> _INSTRUCTIONS TO FOLLOW_: Return each entry exactly, with none missing.

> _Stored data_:

◆ ◆ ◆ ◆

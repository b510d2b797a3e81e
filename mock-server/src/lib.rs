use std::{collections::BTreeMap, sync::Arc};

use axum::{
    extract::{Path, Query, Request, State},
    http::{header, StatusCode},
    middleware::{self, Next},
    response::Response,
    routing::{delete, get},
    Json, Router,
};
use serde::{Deserialize, Serialize};
use tokio::{net::TcpListener, sync::RwLock};
use tower_http::trace::TraceLayer;

/// Wishlists returned per page by the user listing.
pub const PAGE_SIZE: usize = 2;

#[derive(Clone, Debug, PartialEq, Eq, Serialize, Deserialize)]
pub struct WishlistLine {
    pub product_id: u64,
    pub wishlist_id: u64,
}

#[derive(Clone, Debug, Serialize, Deserialize)]
pub struct Wishlist {
    pub id: u64,
    pub user_id: u64,
    pub lines: Vec<WishlistLine>,
}

/// Body of an add-line request. The wishlist id in the path wins over the
/// one in the body.
#[derive(Deserialize)]
pub struct NewLine {
    pub product_id: u64,
    #[serde(default)]
    pub wishlist_id: Option<u64>,
}

#[derive(Deserialize)]
pub struct PageQuery {
    pub page: Option<u32>,
}

pub type Db = Arc<RwLock<BTreeMap<u64, Wishlist>>>;

/// Fixture data: wishlist 1 (user 1, four lines), wishlist 2 (user 1,
/// empty), wishlist 3 (user 2, one line).
pub fn seed() -> Db {
    let wishlist = |id, user_id, products: &[u64]| Wishlist {
        id,
        user_id,
        lines: products
            .iter()
            .map(|&product_id| WishlistLine {
                product_id,
                wishlist_id: id,
            })
            .collect(),
    };
    let db = [wishlist(1, 1, &[1, 2, 3, 4]), wishlist(2, 1, &[]), wishlist(3, 2, &[7])]
        .into_iter()
        .map(|w| (w.id, w))
        .collect();
    Arc::new(RwLock::new(db))
}

pub fn app() -> Router {
    let api = Router::new()
        .route("/wishlists/{id}", get(get_wishlist).post(add_line))
        .route("/wishlists/{id}/lines/{product_id}", delete(remove_line))
        .route("/users/{id}/wishlists", get(list_user_wishlists))
        .route_layer(middleware::from_fn(require_bearer))
        .with_state(seed());

    Router::new()
        .nest("/api/v1", api)
        .layer(TraceLayer::new_for_http())
}

pub async fn run(listener: TcpListener) -> Result<(), std::io::Error> {
    axum::serve(listener, app()).await
}

async fn require_bearer(request: Request, next: Next) -> Result<Response, StatusCode> {
    let authorized = request
        .headers()
        .get(header::AUTHORIZATION)
        .and_then(|value| value.to_str().ok())
        .and_then(|value| value.strip_prefix("Bearer "))
        .is_some_and(|token| !token.trim().is_empty());
    if !authorized {
        return Err(StatusCode::UNAUTHORIZED);
    }
    Ok(next.run(request).await)
}

async fn get_wishlist(
    State(db): State<Db>,
    Path(id): Path<u64>,
) -> Result<Json<Wishlist>, StatusCode> {
    let wishlists = db.read().await;
    wishlists.get(&id).cloned().map(Json).ok_or(StatusCode::NOT_FOUND)
}

async fn list_user_wishlists(
    State(db): State<Db>,
    Path(user_id): Path<u64>,
    Query(query): Query<PageQuery>,
) -> Json<Vec<Wishlist>> {
    let page = query.page.unwrap_or(1).max(1) as usize;
    let skip = (page - 1).saturating_mul(PAGE_SIZE);
    let wishlists = db.read().await;
    Json(
        wishlists
            .values()
            .filter(|w| w.user_id == user_id)
            .skip(skip)
            .take(PAGE_SIZE)
            .cloned()
            .collect(),
    )
}

async fn add_line(
    State(db): State<Db>,
    Path(id): Path<u64>,
    Json(input): Json<NewLine>,
) -> Result<Json<Wishlist>, StatusCode> {
    let mut wishlists = db.write().await;
    let wishlist = wishlists.get_mut(&id).ok_or(StatusCode::NOT_FOUND)?;
    if input.wishlist_id.is_some_and(|body_id| body_id != id) {
        tracing::debug!(path_id = id, body_id = ?input.wishlist_id, "wishlist id mismatch, using path");
    }
    let line = WishlistLine {
        product_id: input.product_id,
        wishlist_id: id,
    };
    if !wishlist.lines.contains(&line) {
        wishlist.lines.push(line);
    }
    Ok(Json(wishlist.clone()))
}

async fn remove_line(
    State(db): State<Db>,
    Path((id, product_id)): Path<(u64, u64)>,
) -> Result<Json<Wishlist>, StatusCode> {
    let mut wishlists = db.write().await;
    let wishlist = wishlists.get_mut(&id).ok_or(StatusCode::NOT_FOUND)?;
    let position = wishlist
        .lines
        .iter()
        .position(|line| line.product_id == product_id)
        .ok_or(StatusCode::NOT_FOUND)?;
    wishlist.lines.remove(position);
    Ok(Json(wishlist.clone()))
}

◆ ◆ ◆ ◆

> _OUTPUT FOR THIS EXERCISE_:
repository b510d2b797a3e81e
filename mock-server/src/lib.rs
use std::{collections::BTreeMap, sync::Arc};

use axum::{
    extract::{Path, Query, Request, State},
    http::{header, StatusCode},
    middleware::{self, Next},
    response::Response,
    routing::{delete, get},
    Json, Router,
};
use serde::{Deserialize, Serialize};
use tokio::{net::TcpListener, sync::RwLock};
use tower_http::trace::TraceLayer;

/// Wishlists returned per page by the user listing.
pub const PAGE_SIZE: usize = 2;

#[derive(Clone, Debug, PartialEq, Eq, Serialize, Deserialize)]
pub struct WishlistLine {
    pub product_id: u64,
    pub wishlist_id: u64,
}

#[derive(Clone, Debug, Serialize, Deserialize)]
pub struct Wishlist {
    pub id: u64,
    pub user_id: u64,
    pub lines: Vec<WishlistLine>,
}

/// Body of an add-line request. The wishlist id in the path wins over the
/// one in the body.
#[derive(Deserialize)]
pub struct NewLine {
    pub product_id: u64,
    #[serde(default)]
    pub wishlist_id: Option<u64>,
}

#[derive(Deserialize)]
pub struct PageQuery {
    pub page: Option<u32>,
}

pub type Db = Arc<RwLock<BTreeMap<u64, Wishlist>>>;

/// Fixture data: wishlist 1 (user 1, four lines), wishlist 2 (user 1,
/// empty), wishlist 3 (user 2, one line).
pub fn seed() -> Db {
    let wishlist = |id, user_id, products: &[u64]| Wishlist {
        id,
        user_id,
        lines: products
            .iter()
            .map(|&product_id| WishlistLine {
                product_id,
                wishlist_id: id,
            })
            .collect(),
    };
    let db = [wishlist(1, 1, &[1, 2, 3, 4]), wishlist(2, 1, &[]), wishlist(3, 2, &[7])]
        .into_iter()
        .map(|w| (w.id, w))
        .collect();
    Arc::new(RwLock::new(db))
}

pub fn app() -> Router {
    let api = Router::new()
        .route("/wishlists/{id}", get(get_wishlist).post(add_line))
        .route("/wishlists/{id}/lines/{product_id}", delete(remove_line))
        .route("/users/{id}/wishlists", get(list_user_wishlists))
        .route_layer(middleware::from_fn(require_bearer))
        .with_state(seed());

    Router::new()
        .nest("/api/v1", api)
        .layer(TraceLayer::new_for_http())
}

pub async fn run(listener: TcpListener) -> Result<(), std::io::Error> {
    axum::serve(listener, app()).await
}

async fn require_bearer(request: Request, next: Next) -> Result<Response, StatusCode> {
    let authorized = request
        .headers()
        .get(header::AUTHORIZATION)
        .and_then(|value| value.to_str().ok())
        .and_then(|value| value.strip_prefix("Bearer "))
        .is_some_and(|token| !token.trim().is_empty());
    if !authorized {
        return Err(StatusCode::UNAUTHORIZED);
    }
    Ok(next.run(request).await)
}

async fn get_wishlist(
    State(db): State<Db>,
    Path(id): Path<u64>,
) -> Result<Json<Wishlist>, StatusCode> {
    let wishlists = db.read().await;
    wishlists.get(&id).cloned().map(Json).ok_or(StatusCode::NOT_FOUND)
}

async fn list_user_wishlists(
    State(db): State<Db>,
    Path(user_id): Path<u64>,
    Query(query): Query<PageQuery>,
) -> Json<Vec<Wishlist>> {
    let page = query.page.unwrap_or(1).max(1) as usize;
    let skip = (page - 1).saturating_mul(PAGE_SIZE);
    let wishlists = db.read().await;
    Json(
        wishlists
            .values()
            .filter(|w| w.user_id == user_id)
            .skip(skip)
            .take(PAGE_SIZE)
            .cloned()
            .collect(),
    )
}

async fn add_line(
    State(db): State<Db>,
    Path(id): Path<u64>,
    Json(input): Json<NewLine>,
) -> Result<Json<Wishlist>, StatusCode> {
    let mut wishlists = db.write().await;
    let wishlist = wishlists.get_mut(&id).ok_or(StatusCode::NOT_FOUND)?;
    if input.wishlist_id.is_some_and(|body_id| body_id != id) {
        tracing::debug!(path_id = id, body_id = ?input.wishlist_id, "wishlist id mismatch, using path");
    }
    let line = WishlistLine {
        product_id: input.product_id,
        wishlist_id: id,
    };
    if !wishlist.lines.contains(&line) {
        wishlist.lines.push(line);
    }
    Ok(Json(wishlist.clone()))
}

async fn remove_line(
    State(db): State<Db>,
    Path((id, product_id)): Path<(u64, u64)>,
) -> Result<Json<Wishlist>, StatusCode> {
    let mut wishlists = db.write().await;
    let wishlist = wishlists.get_mut(&id).ok_or(StatusCode::NOT_FOUND)?;
    let position = wishlist
        .lines
        .iter()
        .position(|line| line.product_id == product_id)
        .ok_or(StatusCode::NOT_FOUND)?;
    wishlist.lines.remove(position);
    Ok(Json(wishlist.clone()))
}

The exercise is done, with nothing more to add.